■ Exercise inputs ■
────────────────────
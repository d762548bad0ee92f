//! Stage and pose progression.
//!
//! ```text
//! Sequential(0) -> Sequential(1) -> ... -> Sequential(7) -> Shuffle -> Shuffle -> ...
//! ```
//!
//! Stage 1 walks the eight poses in order with a shrinking time budget.
//! Stage 2 draws each next pose uniformly from all eight, with
//! replacement, under a fixed budget. The timer itself lives in the
//! session; every `advance()` is followed by a timer re-arm there.

use serde::{Deserialize, Serialize};
use tracing::{debug, info};

use crate::core::{GameRng, TimeLimits};
use crate::poses::PoseKind;

/// Coarse game phase.
#[derive(Clone, Copy, Debug, PartialEq, Eq, Hash, Serialize, Deserialize)]
pub enum Stage {
    /// Stage 1: fixed pose order.
    Sequential,
    /// Stage 2: random draws.
    Shuffle,
}

impl Stage {
    /// 1-based stage number.
    #[must_use]
    pub const fn number(self) -> u8 {
        match self {
            Stage::Sequential => 1,
            Stage::Shuffle => 2,
        }
    }
}

impl std::fmt::Display for Stage {
    fn fmt(&self, f: &mut std::fmt::Formatter<'_>) -> std::fmt::Result {
        write!(f, "Stage {}", self.number())
    }
}

/// Result of one `advance()`.
#[derive(Clone, Copy, Debug, PartialEq, Eq)]
pub enum Transition {
    /// Moved to the next stage 1 pose.
    Next { pose: PoseKind, time_limit_secs: u32 },
    /// Finished stage 1 and drew the first shuffle pose.
    EnteredShuffle { pose: PoseKind },
    /// Drew another shuffle pose.
    Shuffled { pose: PoseKind },
}

impl Transition {
    /// The pose now active.
    #[must_use]
    pub const fn pose(&self) -> PoseKind {
        match self {
            Transition::Next { pose, .. }
            | Transition::EnteredShuffle { pose }
            | Transition::Shuffled { pose } => *pose,
        }
    }
}

/// Stage / pose state machine.
#[derive(Clone, Debug)]
pub struct Progression {
    limits: TimeLimits,
    stage: Stage,
    pose_index: usize,
    time_limit_secs: u32,
    current: PoseKind,
}

impl Progression {
    /// Start at stage 1, first pose.
    #[must_use]
    pub fn new(limits: TimeLimits) -> Self {
        Self {
            limits,
            stage: Stage::Sequential,
            pose_index: 0,
            time_limit_secs: limits.for_sequence_index(0),
            current: PoseKind::ALL[0],
        }
    }

    /// Current stage.
    #[must_use]
    pub fn stage(&self) -> Stage {
        self.stage
    }

    /// Position in the stage 1 sequence. `None` once shuffling.
    #[must_use]
    pub fn pose_index(&self) -> Option<usize> {
        match self.stage {
            Stage::Sequential => Some(self.pose_index),
            Stage::Shuffle => None,
        }
    }

    /// Time budget for the current pose.
    #[must_use]
    pub fn time_limit_secs(&self) -> u32 {
        self.time_limit_secs
    }

    /// The pose the player must match.
    #[must_use]
    pub fn current_pose(&self) -> PoseKind {
        self.current
    }

    /// Move to the next pose.
    pub fn advance(&mut self, rng: &mut GameRng) -> Transition {
        let transition = match self.stage {
            Stage::Sequential => {
                self.pose_index += 1;
                match PoseKind::from_index(self.pose_index) {
                    Some(pose) => {
                        self.time_limit_secs = self.limits.for_sequence_index(self.pose_index);
                        self.current = pose;
                        Transition::Next {
                            pose,
                            time_limit_secs: self.time_limit_secs,
                        }
                    }
                    None => {
                        self.stage = Stage::Shuffle;
                        self.time_limit_secs = self.limits.shuffle_secs;
                        self.current = draw(rng);
                        info!(
                            pose = %self.current,
                            time_limit_secs = self.time_limit_secs,
                            "entering stage 2 shuffle"
                        );
                        Transition::EnteredShuffle { pose: self.current }
                    }
                }
            }
            Stage::Shuffle => {
                self.current = draw(rng);
                Transition::Shuffled { pose: self.current }
            }
        };

        debug!(
            stage = self.stage.number(),
            pose = %self.current,
            time_limit_secs = self.time_limit_secs,
            "advanced"
        );
        transition
    }

    /// Back to stage 1, first pose.
    pub fn reset(&mut self) {
        *self = Self::new(self.limits);
    }
}

fn draw(rng: &mut GameRng) -> PoseKind {
    PoseKind::ALL[rng.gen_range_usize(0..PoseKind::ALL.len())]
}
────────────────────
■ Task details ■
Collect each line above holding the string "draws".

■ Solution below ■
//! Stage 2 draws each next pose uniformly from all eight, with
    /// Stage 2: random draws.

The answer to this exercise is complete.